As Nichols points out, IoT devices will allow banks to collect and analyze data “in real time to give us much better insight into our borrowers’ business. If done correctly, we believe credit risk can be cut in half.”

Holbrook says that as IoT devices are “more integrated into people’s lives, being able to open up new channels to move to opti-channel experiences in banking will add value to the banking relationship and result in retention and a share of wallet increases. You’re providing your customers with value by continuing to make your service easy, accessible and convenient on devices they’re already on.”

For community banks specifically, Holbrook believes internal benefits are also important to consider. “Exploring the IoT waters will allow community banks to understand the limits of their existing banking systems and architecture from an integration and evolution perspective, understand customer experience and behaviors from a design perspective … even traditional risk and governance models will learn from this exercise to understand where transformation needs to occur from that perspective,” he adds.

Promise and perils
Just as with the adoption of any technological development, the move to IoT (and particularly IoT banking) brings with it massive challenges in security, interoperability, privacy and compliance. Indeed, a recent James Brehm & Associates survey of global business executives across multiple industries found that nearly two-thirds of them (64 percent) see security as the biggest barrier to IoT growth—more significant than interoperability issues or return-on-investment demands.
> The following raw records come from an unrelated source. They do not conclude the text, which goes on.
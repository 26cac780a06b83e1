//! クエリ下書き（ウィザードで蓄積する選択内容）のモデル。

use chrono::NaiveDate;
use std::fmt;

use crate::api::types::ResultRecord;

/// クエリ種別。リモート側のテーブルとエンドポイントを決める。
#[derive(Clone, Copy, Debug, PartialEq, Eq)]
pub enum QueryType {
    /// 上位の検索語。
    TopTerms,
    /// 急上昇中の検索語。
    TopRisingTerms,
}

impl QueryType {
    /// 選択肢として表示する順序。
    pub const ALL: [QueryType; 2] = [QueryType::TopTerms, QueryType::TopRisingTerms];

    /// パスに埋め込む識別子。
    pub fn as_str(&self) -> &'static str {
        match self {
            QueryType::TopTerms => "top_terms",
            QueryType::TopRisingTerms => "top_rising_terms",
        }
    }

    /// 画面表示用のラベル。
    pub fn label(&self) -> &'static str {
        match self {
            QueryType::TopTerms => "Top Terms",
            QueryType::TopRisingTerms => "Top Rising Terms",
        }
    }
}

impl fmt::Display for QueryType {
    fn fmt(&self, f: &mut fmt::Formatter<'_>) -> fmt::Result {
        f.write_str(self.as_str())
    }
}

/// 日付指定の方式。
#[derive(Clone, Copy, Debug, PartialEq, Eq)]
pub enum DateType {
    /// 開始日〜終了日の期間指定。
    DateInterval,
    /// 1日のみの指定。
    SingleDate,
}

impl DateType {
    /// 選択肢として表示する順序。
    pub const ALL: [DateType; 2] = [DateType::DateInterval, DateType::SingleDate];

    pub fn as_str(&self) -> &'static str {
        match self {
            DateType::DateInterval => "date_interval",
            DateType::SingleDate => "single_date",
        }
    }

    pub fn label(&self) -> &'static str {
        match self {
            DateType::DateInterval => "Date Interval",
            DateType::SingleDate => "Single Date",
        }
    }
}

/// データが存在する日付の範囲（両端を含む）。
#[derive(Clone, Copy, Debug, PartialEq, Eq)]
pub struct DateBounds {
    /// 最も古い日付。
    pub min: NaiveDate,
    /// 最も新しい日付。
    pub max: NaiveDate,
}

impl DateBounds {
    /// 日付が範囲内かを判定する。
    pub fn contains(&self, date: NaiveDate) -> bool {
        self.min <= date && date <= self.max
    }
}

/// 実行対象を指すロケータ（ベースURLからの相対パス、または絶対URL）。
#[derive(Clone, Debug, PartialEq, Eq, Hash)]
pub struct QueryLocator(String);

impl QueryLocator {
    /// 文字列からロケータを作る（保存済みクエリの再実行用）。
    pub fn new(raw: impl Into<String>) -> Self {
        Self(raw.into())
    }

    pub fn as_str(&self) -> &str {
        &self.0
    }
}

impl fmt::Display for QueryLocator {
    fn fmt(&self, f: &mut fmt::Formatter<'_>) -> fmt::Result {
        f.write_str(&self.0)
    }
}

/// ウィザード1セッション分の選択内容。
#[derive(Clone, Debug, Default)]
pub struct QueryDraft {
    /// 選択された国。
    pub country: Option<String>,
    /// 選択されたクエリ種別。
    pub query_type: Option<QueryType>,
    /// 選択された日付指定方式。
    pub date_type: Option<DateType>,
    /// 開始日（単日指定ではその日）。
    pub start_date: Option<NaiveDate>,
    /// 終了日（期間指定のときのみ意味を持つ）。
    pub end_date: Option<NaiveDate>,
    /// 入力可能な日付範囲。
    pub date_bounds: Option<DateBounds>,
    /// 組み立て済みのロケータ。
    pub locator: Option<QueryLocator>,
    /// 取得したクエリ結果。
    pub result: Option<Vec<ResultRecord>>,
    /// 保存時のクエリ名。
    pub name: String,
    /// 保存時のコメント。
    pub comment: String,
}

impl QueryDraft {
    /// 空の下書きを作る。
    pub fn new() -> Self {
        Self::default()
    }

    /// 結果件数（未取得なら0）。
    pub fn result_len(&self) -> usize {
        self.result.as_ref().map_or(0, Vec::len)
    }
}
“As IoT devices often have more exposure to attacks than standard software applications, things like cameras, microphones, USB inputs and Bluetooth capabilities all open us up to unique hacking scenarios,” says Holbrook. Hess believes the solution will be secure registration of these devices and better authentication, like one-time passcodes, as well as location monitoring, or software that reviews and analyzes customer behavior against normal routines.

Another cause to pause, as Holbrook points out, is that IoT efforts are often closely connected to artificial intelligence and machine learning. Hence, he believes that “unless you have dedicated efforts and people within the research part of this space, you may not be able to fully embrace IoT in ways that deliver value to your customer base.” Such exploration requires significant long-term investment in the right talent and partnerships, he adds. “Customers will compare their banking IoT experience with their last best any-experience,” he says. “So as a community bank, you are being compared to not only the big banks but to Amazon, Google, Airbnb and the like.”

For Nichols, in working with and matchmaking customers with some of these developers, “the biggest challenge is making sure the IoT-based equipment lives up to the hype. Some of these startups have proven to be unrealistic on their capabilities and when they will come to market.” In addition, he believes it is important for banks to choose sectors and equipment where sensor-based lending makes a difference in credit quality.

“We believe IoT equipment can make a huge difference in manufacturing and agriculture,” he says, “but we are not convinced that the extra data helps in office lending.”

Karen Epper Hoffman is a writer in Washington state.